The optical receiver 20c includes a receiving unit 21, a high-speed signal separating unit 26, a transfer function compensating unit 12 provided in the optical transmitters 10, 10a, and 10b of the first and second embodiments, and signal combining units 28-1 to 28-. 4, a reception data demodulation unit 25 and a transfer function estimation unit 15 The transfer function estimating unit 15 receives the low-speed signals (XI ₁ , XI ₂ , XQ ₁ , XQ ₂ , YI ₁ , YI ₂ , YQ ₁ , and the like) generated by the transmission signal generating unit 11 of the optical transmitter 10c that receives the signals via the communication line 5c. The transfer function is calculated based on the high-speed signals (XI, XQ, YI, YQ) output from the digital signal processing unit 24 using YQ ₂ ) as a reference signal. Further, the transfer function estimating unit 15 transmits the calculated transfer function to the transfer function compensating unit 12.

The high-speed signal separation section 26 performs the same processing as the high-speed signal generation section front signal processing section 113 of the transmission signal generation section 11 and outputs the high-speed signals (XI, XQ, YI, YQ) output by the digital signal processing section 24. To generate low-speed signals (XI ₁ , XI ₂ , XQ ₁ , XQ ₂ , YI ₁ , YI ₂ , YQ ₁ , YQ ₂ ).
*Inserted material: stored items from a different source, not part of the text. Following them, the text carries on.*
// SPDX-License-Identifier: MIT
// Copyright 2026 Roland Dreier <roland@rolandd.dev>

//! Exercise session routes.

use crate::error::{AppError, Result};
use crate::middleware::auth::AuthUser;
use crate::models::{ActivitySession, RawSessionEntry};
use crate::services::viewer_graph::normalize_id;
use crate::services::SessionFilter;
use crate::AppState;
use axum::{
    extract::{rejection::JsonRejection, Path, Query, State},
    http::StatusCode,
    response::IntoResponse,
    routing::{delete, get, post},
    Extension, Json, Router,
};
use serde::{Deserialize, Serialize};
use std::sync::Arc;
#[cfg(feature = "binding-generation")]
use ts_rs::TS;

/// Response header reporting whether a query was served from cache.
pub const CACHE_HEADER: &str = "x-cache";

/// Session routes (require authentication via JWT).
pub fn routes() -> Router<Arc<AppState>> {
    Router::new()
        .route("/api/sessions", post(upload_session).get(get_sessions))
        .route("/api/sessions/verify", post(verify_session))
        .route("/api/sessions/{session_id}", delete(delete_session))
        .route("/api/sessions/{session_id}/exists", get(session_exists))
}

/// Fail with 403 unless `user` may read `owner`'s sessions.
async fn ensure_can_read(state: &AppState, user: &AuthUser, owner: &str) -> Result<()> {
    if state.graph.may_view(&user.username, owner).await? {
        return Ok(());
    }
    tracing::warn!(
        user = %user.username,
        owner = %owner,
        "Denied read of another user's sessions"
    );
    Err(AppError::Forbidden(format!(
        "You are not authorized to view sessions for {}",
        owner
    )))
}

// ─── Upload ──────────────────────────────────────────────────

#[derive(Serialize)]
#[serde(rename_all = "camelCase")]
#[cfg_attr(feature = "binding-generation", derive(TS))]
#[cfg_attr(
    feature = "binding-generation",
    ts(export, export_to = "web/src/lib/generated/")
)]
pub struct UploadResponse {
    pub ok: bool,
    pub message: String,
    pub invalidated_keys: Vec<String>,
}

async fn upload_session(
    State(state): State<Arc<AppState>>,
    Extension(user): Extension<AuthUser>,
    body: std::result::Result<Json<RawSessionEntry>, JsonRejection>,
) -> Result<impl IntoResponse> {
    let Json(raw) = body?;
    if let Some(claimed) = raw.claimed_username() {
        if claimed != user.username {
            return Err(AppError::Forbidden(
                "Sessions can only be uploaded for your own account".to_string(),
            ));
        }
    }

    let outcome = state.sessions.upload_session(raw).await?;

    Ok((
        StatusCode::CREATED,
        Json(UploadResponse {
            ok: true,
            message: format!("Session {} saved", outcome.session.session_id),
            invalidated_keys: outcome.invalidated_keys,
        }),
    ))
}

// ─── Query ───────────────────────────────────────────────────

#[derive(Debug, Deserialize)]
#[serde(rename_all = "camelCase")]
struct SessionsQuery {
    /// Owner whose sessions to read; defaults to the caller
    username: Option<String>,
    hand: Option<String>,
    exercise_name: Option<String>,
    start: Option<String>,
    end: Option<String>,
}

#[derive(Serialize)]
#[cfg_attr(feature = "binding-generation", derive(TS))]
#[cfg_attr(
    feature = "binding-generation",
    ts(export, export_to = "web/src/lib/generated/")
)]
pub struct SessionsResponse {
    pub entries: Vec<ActivitySession>,
    /// "db" or "cache"
    pub source: String,
}

async fn get_sessions(
    State(state): State<Arc<AppState>>,
    Extension(user): Extension<AuthUser>,
    Query(params): Query<SessionsQuery>,
) -> Result<impl IntoResponse> {
    let owner = params
        .username
        .as_deref()
        .map(normalize_id)
        .filter(|o| !o.is_empty())
        .unwrap_or_else(|| user.username.clone());
    ensure_can_read(&state, &user, &owner).await?;

    let filter = SessionFilter {
        hand: params.hand,
        exercise_name: params.exercise_name,
        start: params.start,
        end: params.end,
    };
    let result = state.cache.read_through(&owner, &filter).await?;

    Ok((
        [(CACHE_HEADER, result.source.header_value())],
        Json(SessionsResponse {
            entries: result.entries,
            source: result.source.as_str().to_string(),
        }),
    ))
}

// ─── Existence / Verification / Deletion ─────────────────────

#[derive(Debug, Deserialize)]
struct ExistsQuery {
    owner: Option<String>,
}

#[derive(Serialize)]
pub struct ExistsResponse {
    pub exists: bool,
}

async fn session_exists(
    State(state): State<Arc<AppState>>,
    Extension(user): Extension<AuthUser>,
    Path(session_id): Path<String>,
    Query(params): Query<ExistsQuery>,
) -> Result<Json<ExistsResponse>> {
    let owner = params
        .owner
        .as_deref()
        .map(normalize_id)
        .filter(|o| !o.is_empty())
        .unwrap_or_else(|| user.username.clone());
    ensure_can_read(&state, &user, &owner).await?;

    let exists = state.sessions.verify_exists(&owner, &session_id).await?;
    Ok(Json(ExistsResponse { exists }))
}

#[derive(Serialize)]
pub struct VerifyResponse {
    pub matches: bool,
}

async fn verify_session(
    State(state): State<Arc<AppState>>,
    Extension(user): Extension<AuthUser>,
    body: std::result::Result<Json<RawSessionEntry>, JsonRejection>,
) -> Result<Json<VerifyResponse>> {
    let Json(expected) = body?;
    let owner = expected
        .claimed_username()
        .unwrap_or_else(|| user.username.clone());
    ensure_can_read(&state, &user, &owner).await?;

    let matches = state.sessions.verify_fields(expected).await?;
    Ok(Json(VerifyResponse { matches }))
}

#[derive(Serialize)]
pub struct DeleteSessionResponse {
    pub ok: bool,
    pub message: String,
}

/// Delete one of the caller's own sessions.
async fn delete_session(
    State(state): State<Arc<AppState>>,
    Extension(user): Extension<AuthUser>,
    Path(session_id): Path<String>,
) -> Result<Json<DeleteSessionResponse>> {
    state
        .sessions
        .delete_session(&user.username, &session_id)
        .await?;

    Ok(Json(DeleteSessionResponse {
        ok: true,
        message: format!("Session {} deleted", session_id),
    }))
}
The transfer function compensator 12 calculates the transfer calculated by the transfer function estimator 15 for the generated low-speed signals (XI ₁ , XI ₂ , XQ ₁ , XQ ₂ , YI ₁ , YI ₂ , YQ ₁ , YQ ₂ ). Perform compensation processing based on the function. Each of the signal synthesizing units 28-1 to 28-4 is a low-speed signal (XI ₁ , XI ₂ ), a low-speed signal (XQ ₁ , XQ ₂ ), and a low-speed signal (YI) compensated by the transfer function compensating unit 12. ₁ , YI ₂ ) and the low-speed signals (YQ ₁ , YQ ₂ ) to generate high-speed signals (XI, XQ, YI, YQ). The reception data demodulation unit 25 demodulates binary information from the high-speed signals (XI, XQ, YI, YQ) generated by the signal combining units 28-1 to 28-4. The signal synthesizing units 28-1 to 28-4 may be configured by analog components as in the high-speed signal generating units 13-1 to 13-4, or may be configured by digitally reproducing the same circuit configuration. May be.
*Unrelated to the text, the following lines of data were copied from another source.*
impl ViewerGraphService {
    pub fn new(store: Arc<dyn RelationshipStore>, scan_page_size: u32) -> Self {
        Self {
            store,
            scan_page_size: scan_page_size.max(1),
        }
    }

    /// Let `viewer_candidate` view `subject`'s data.
    pub async fn grant_access(&self, subject: &str, viewer_candidate: &str) -> Result<GrantResult> {
        let subject = normalize_id(subject);
        let viewer = normalize_id(viewer_candidate);

        if !viewer.validate_email() {
            return Err(AppError::Validation(format!(
                "❌ {} is not a valid email address",
                viewer_candidate.trim()
            )));
        }
        if viewer == subject {
            return Err(AppError::SelfGrant);
        }

        let outcome = self.store.apply_grant(&subject, &viewer).await?;
        let message = match outcome {
            GrantOutcome::Granted => {
                tracing::info!(subject = %subject, viewer = %viewer, "Granted viewer access");
                format!("✅ {} can now view your sessions", viewer)
            }
            GrantOutcome::AlreadyAuthorized => {
                tracing::debug!(subject = %subject, viewer = %viewer, "Grant already present");
                format!("ℹ️ {} is already authorized", viewer)
            }
        };

        Ok(GrantResult { outcome, message })
    }

    pub async fn is_already_authorized(&self, subject: &str, candidate: &str) -> Result<bool> {
        let subject = normalize_id(subject);
        let candidate = normalize_id(candidate);
        Ok(self
            .store
            .get_relation(&subject)
            .await?
            .is_some_and(|rel| rel.is_sharing_with(&candidate)))
    }

    /// Whether `viewer` may read `subject`'s sessions. Everyone may read
    /// their own.
    pub async fn may_view(&self, viewer: &str, subject: &str) -> Result<bool> {
        let viewer = normalize_id(viewer);
        let subject = normalize_id(subject);
        if viewer == subject {
            return Ok(true);
        }
        Ok(self
            .store
            .get_relation(&viewer)
            .await?
            .is_some_and(|rel| rel.may_view(&subject)))
    }

    /// Subjects `viewer` may view, optionally narrowed by a case-insensitive
    /// match on name or email.
    pub async fn list_viewable_subjects(
        &self,
        viewer: &str,
        query: Option<&str>,
    ) -> Result<Vec<SubjectSummary>> {
        let viewer = normalize_id(viewer);
        let Some(relation) = self.store.get_relation(&viewer).await? else {
            return Ok(Vec::new());
        };

        let needle = query
            .map(|q| q.trim().to_lowercase())
            .filter(|q| !q.is_empty());

        let mut seen = HashSet::new();
        let mut subjects = Vec::new();
        for email in relation.allowed_to_view {
            if !seen.insert(email.clone()) {
                continue;
            }
            let name = self
                .store
                .get_profile(&email)
                .await?
                .map(|p| p.name)
                .filter(|n| !n.trim().is_empty())
                .unwrap_or_else(|| email.clone());

            let keep = match needle.as_deref() {
                Some(q) => email.contains(q) || name.to_lowercase().contains(q),
                None => true,
            };
            if keep {
                subjects.push(SubjectSummary { name, email });
            }
        }
        Ok(subjects)
    }

    /// Directory search by substring of email or name, excluding `requester`.
    pub async fn search_users(
        &self,
        requester: &str,
        query: &str,
        limit: usize,
    ) -> Result<Vec<String>> {
        let requester = normalize_id(requester);
        let needle = query.trim().to_lowercase();
        let limit = limit.clamp(1, MAX_SEARCH_RESULTS);
        if needle.is_empty() {
            return Ok(Vec::new());
        }

        let mut results = Vec::new();
        let mut token: Option<String> = None;
        loop {
            let page = self
                .store
                .scan_profiles(token.as_deref(), self.scan_page_size)
                .await?;
            for profile in page.items {
                if profile.email == requester {
                    continue;
                }
                if profile.email.contains(&needle) || profile.name.to_lowercase().contains(&needle)
                {
                    results.push(profile.email);
                    if results.len() == limit {
                        return Ok(results);
                    }
                }
            }
            match page.next_page_token {
                Some(next) => token = Some(next),
                None => return Ok(results),
            }
        }
    }

    /// Create the directory entry and an empty relation record.
    ///
    /// Safe to call again for an existing user: the relation is left as is
    /// and only a changed display name is written.
    pub async fn register(&self, user: &str, name: Option<&str>) -> Result<UserProfile> {
        let user = normalize_id(user);
        if !user.validate_email() {
            return Err(AppError::Validation(format!(
                "❌ {} is not a valid email address",
                user
            )));
        }
        let name = name
            .map(str::trim)
            .filter(|n| !n.is_empty())
            .map(str::to_string);

        // A new account under a purged address starts clean.
        if self.store.is_tombstoned(&user).await? {
            self.store.delete_tombstone(&user).await?;
            tracing::info!(user = %user, "Cleared purge tombstone on re-registration");
        }

        let profile = match self.store.get_profile(&user).await? {
            Some(mut existing) => {
                if let Some(name) = name {
                    if existing.name != name {
                        existing.name = name;
                        self.store.put_profile(&existing).await?;
                    }
                }
                existing
            }
            None => {
                let profile = UserProfile {
                    email: user.clone(),
                    name: name.unwrap_or_else(|| user.clone()),
                    created_at: format_utc_rfc3339(chrono::Utc::now()),
                };
                self.store.put_profile(&profile).await?;
                profile
            }
        };

        match self.store.create_relation(&ViewerRelation::new(&user)).await {
            Ok(()) => tracing::info!(user = %user, "Registered user"),
            Err(AppError::Conflict(_)) => {
                tracing::debug!(user = %user, "Relation record already exists")
            }
            Err(e) => return Err(e),
        }

        Ok(profile)
    }

    pub async fn get_profile(&self, user: &str) -> Result<Option<UserProfile>> {
        self.store.get_profile(&normalize_id(user)).await
    }

    /// Page through every relation record and restore mirrored edges.
    ///
    /// An edge present on one side only is added to the other side when that
    /// record exists and its owner has not been purged; otherwise the
    /// dangling entry is dropped. Duplicate entries are collapsed.
    pub async fn reconcile(&self) -> Result<ReconcileReport> {
        let mut report = ReconcileReport::default();
        let mut token: Option<String> = None;

        loop {
            let page = self
                .store
                .scan_relations(token.as_deref(), self.scan_page_size)
                .await?;

            for record in page.items {
                report.records_scanned += 1;
                self.reconcile_record(&record.user_id, &mut report).await?;
            }

            match page.next_page_token {
                Some(next) => token = Some(next),
                None => break,
            }
        }

        tracing::info!(
            scanned = report.records_scanned,
            written = report.records_written,
            restored = report.edges_restored,
            dangling = report.dangling_removed,
            duplicates = report.duplicates_collapsed,
            "Viewer graph reconciliation finished"
        );
        Ok(report)
    }

    async fn reconcile_record(&self, user_id: &str, report: &mut ReconcileReport) -> Result<()> {
        if self.store.is_tombstoned(user_id).await? {
            return Ok(());
        }
        // Re-read: earlier records in this sweep may have touched it.
        let Some(mut record) = self.store.get_relation(user_id).await? else {
            return Ok(());
        };

        let mut changed = false;
        if record.dedup() {
            report.duplicates_collapsed += 1;
            changed = true;
        }

        for viewer in record.sharing_with.clone() {
            match self.live_relation(&viewer).await? {
                Some(mut other) => {
                    if push_unique(&mut other.allowed_to_view, user_id) {
                        self.store.put_relation(&other).await?;
                        report.edges_restored += 1;
                        report.records_written += 1;
                    }
                }
                None => {
                    record.sharing_with.retain(|u| u != &viewer);
                    report.dangling_removed += 1;
                    changed = true;
                }
            }
        }

        for subject in record.allowed_to_view.clone() {
            match self.live_relation(&subject).await? {
                Some(mut other) => {
                    if push_unique(&mut other.sharing_with, user_id) {
                        self.store.put_relation(&other).await?;
                        report.edges_restored += 1;
                        report.records_written += 1;
                    }
                }
                None => {
                    record.allowed_to_view.retain(|u| u != &subject);
                    report.dangling_removed += 1;
                    changed = true;
                }
            }
        }

        if changed {
            self.store.put_relation(&record).await?;
            report.records_written += 1;
            tracing::debug!(user = %user_id, "Repaired relation record");
        }
        Ok(())
    }

    /// The record for `user_id`, unless it is missing or purged.
    async fn live_relation(&self, user_id: &str) -> Result<Option<ViewerRelation>> {
        if self.store.is_tombstoned(user_id).await? {
            return Ok(None);
        }
        self.store.get_relation(user_id).await
    }
}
In the configuration of the third embodiment, the optical signal output from the optical transmitter 10c is transmitted through the transmission line 4, the optical receiver 20c receives the optical signal, and the receiving unit 21 converts the optical signal received from the optical signal into a high-speed signal. (XI, XQ, YI, YQ) are generated. The transfer function estimator 15 included in the optical receiver 20c communicates the low-speed signals (XI ₁ , XI ₂ , XQ ₁ , XQ ₂ , YI ₁ , YI ₂ , YQ ₁ , YQ ₂ ) output from the transmission signal generator 11. The transfer function is calculated based on the high-speed signals (XI, XQ, YI, YQ) output from the receiving unit 21 while receiving the signals via the line 5c and using the low-speed signals as reference signals. The transfer function estimator 15 outputs the calculated transfer function to the transfer function compensator 12. The high-speed signal separation unit 26 converts the high-speed signals (XI, XQ, YI, YQ) output from the digital signal processing unit 24 into low-speed signals (XI ₁ , XI ₂ , XQ ₁ , XQ ₂ , YI ₁ , YI ₂ , YQ _1). , YQ ₂ ). The transfer function compensator 12 converts the low-speed signals (XI ₁ , XI ₂ , XQ ₁ , XQ ₂ , YI ₁ , YI ₂ , YQ ₁ , YQ ₂ ) output from the high-speed signal separator 26 based on the transfer function. Compensation for Thereby, a transfer function for compensating for the frequency characteristic difference between the low-speed signals and the high-speed signals and the imperfections of the analog device generated in the high-speed signal generators 13-1 to 13-4 and the optical modulator 14 of the optical transmitter 10 c is obtained. The signal quality can be calculated, and the signal quality can be improved by performing compensation using the calculated transfer function.

In the above-described third embodiment, the high-speed signal separation unit 26 generates the low-speed signals (XI ₁ , XI) based on the high-speed signals (XI, XQ, YI, YQ) generated and output by the digital signal processing unit 24. ₂ , XQ ₁ , XQ ₂ , YI ₁ , YI ₂ , YQ ₁ , YQ ₂ ), but the configuration of the present invention is not limited to this embodiment. For example, high-speed signal transfer function estimator 15 generates (XI, XQ, YI, YQ ) on the basis of the low-speed signal _{(XI 1, XI 2, XQ} 1, XQ 2, YI 1, YI 2, YQ 1, YQ ₂ ), and the transfer function compensator 12 may compensate for the low-speed signal.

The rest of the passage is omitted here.